Skinner’in Örneği: Fare bir labirente koyulur ve aç bırakılır Skinner’in Örneği: Fare bir labirente koyulur ve aç bırakılır. Fare labirentte serbestçe hareket eder, dolaşır. Bu hareketleri sırasında rastgele mekanizmanın olduğu yola girer ve mekanizmaya basar. Mekanizma hareket eder ve üstten yiyecek önüne düşer, fare böylece yiyeceğe ulaşır. Bu deney tekrarlanır ve her seferinde fare mekanizmanın olduğu yola daha erken gitmekte ve yiyeceğe ulaşmaktadır. Artık bir süre sonra fare labirente bırakıldığı zaman mekanizmanın olduğu yola hemen gitmekte ve yiyeceğe ulaşmaktadır.

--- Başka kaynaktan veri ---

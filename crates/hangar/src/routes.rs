use axum::extract::{Path, State};
use axum::http::{HeaderValue, StatusCode, header};
use axum::response::{IntoResponse, Response};
use axum::routing::get;
use axum::{Json, Router};
use log::{debug, warn};

use hangar_core::{FetchError, Version};

use crate::server::AppState;

const SUPPORTED_PLATFORM: &str = "win32";

/// Routes consumed by the desktop update client.
///
/// The static `win32`/`RELEASES` segments take precedence over the dynamic
/// download route at the same positions.
pub fn update_routes() -> Router<AppState> {
    Router::new()
        .route("/update/win32/:version/RELEASES", get(get_feed_manifest))
        .route("/update/:platform/:version/:file", get(get_download_file))
}

/// Serve the cached update feed.
///
/// The version path segment is validated for well-formedness only; clients
/// on any version receive the same latest feed.
async fn get_feed_manifest(
    State(state): State<AppState>,
    Path(version): Path<String>,
) -> Response {
    if version.is_empty() {
        return (StatusCode::BAD_REQUEST, "Version param was not supplied.").into_response();
    }
    if Version::parse(&version).is_err() {
        debug!("Rejecting feed request for malformed version {version:?}");
        return (
            StatusCode::BAD_REQUEST,
            "Version param doesnt follow the Semantic Versioning format.",
        )
            .into_response();
    }

    let cached = state.cache.latest().await;
    match &cached.outcome {
        Ok(release) => (
            [(header::CONTENT_TYPE, "application/octet-stream")],
            release.feed_manifest.clone(),
        )
            .into_response(),
        Err(error) => fetch_error_response(error),
    }
}

/// Redirect an asset request to a freshly resolved download URL.
async fn get_download_file(
    State(state): State<AppState>,
    Path((platform, version, file)): Path<(String, String, String)>,
) -> Response {
    // Request validation happens before any cache or upstream interaction.
    if version.is_empty() {
        return (StatusCode::BAD_REQUEST, "NO_VERSION_PARAM_SUPPLIED").into_response();
    }
    if platform.is_empty() {
        return (StatusCode::BAD_REQUEST, "NO_PLATFORM_PARAM_SUPPLIED").into_response();
    }
    if file.is_empty() {
        return (StatusCode::BAD_REQUEST, "NO_FILE_PARAM_SUPPLIED").into_response();
    }
    if platform != SUPPORTED_PLATFORM {
        return (
            StatusCode::INTERNAL_SERVER_ERROR,
            "ONLY_PLATFORM_WIN32_CURRENTLY_SUPPORTED",
        )
            .into_response();
    }

    let cached = state.cache.latest().await;
    let release = match &cached.outcome {
        Ok(release) => release,
        Err(error) => return fetch_error_response(error),
    };

    let Some(asset) = release.find_asset(&file) else {
        debug!("No asset named {file:?} in release {}", release.version);
        return (StatusCode::BAD_REQUEST, "ASSET_NOT_FOUND").into_response();
    };

    match state.source.resolve_download_url(asset).await {
        Ok(download_url) => redirect_response(&download_url),
        Err(error) => fetch_error_response(&error),
    }
}

/// Map a cached or resolution failure onto the client-facing response.
///
/// Exhaustive on purpose: a new error kind must pick its mapping here
/// instead of falling into a catch-all.
fn fetch_error_response(error: &FetchError) -> Response {
    match error {
        FetchError::GithubApi { .. } => {
            (StatusCode::INTERNAL_SERVER_ERROR, Json(error.clone())).into_response()
        }
        FetchError::MissingReleasesFile => (
            StatusCode::BAD_REQUEST,
            "Latest release has no RELEASES file.",
        )
            .into_response(),
        FetchError::TagNotSemver => (
            StatusCode::BAD_REQUEST,
            "Release tag doesnt follow the Semantic Versioning format.",
        )
            .into_response(),
    }
}

fn redirect_response(download_url: &str) -> Response {
    match HeaderValue::from_str(download_url) {
        Ok(location) => {
            let mut response = StatusCode::FOUND.into_response();
            response.headers_mut().insert(header::LOCATION, location);
            response
        }
        Err(_) => {
            warn!("Resolved download URL is not a usable location header: {download_url}");
            (
                StatusCode::INTERNAL_SERVER_ERROR,
                "GET_RELEASE_FAILED - INVALID_RESPONSE_URL",
            )
                .into_response()
        }
    }
}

c) Klasik Koşullanma ile Edimsel Koşullanma arasındaki Farklar 1-)Klasik koşullanmada organizma pasifken, edimsel koşullanmada aktiftir. 2-)Klasik koşullanmada uyarıcılar, refleksler ve doğuştan getirilen tepkiler şartlandırılır. Yani klasik koşullanmada tepki (davranış) bellidir. Edimsel koşullanmada ise rastgele olan davranışlar şekillendirilmeye çalışılır. Edimsel koşullanmada davranışlar başlangıçta çeşitlilik gösterir. Bu nedenle hangi davranışın gösterileceği belli değildir. 3-)Klasik koşullanmada uyarıcı (ses, ışık gibi) bellidir, edimsel koşullanmada ise uyarıcı belli değildir. 4-)Klasik koşullanmada pekiştireç (uyarıcı) davranıştan önce verilir ve davranışa bağlı değildir. Edimsel koşullanma da ise organizma istenilen davranışı yaptığında olumlu pekiştirecini alır veya olumsuz pekiştireçten kurtulur. Yani davranışa bağlıdır ve sonra verilir.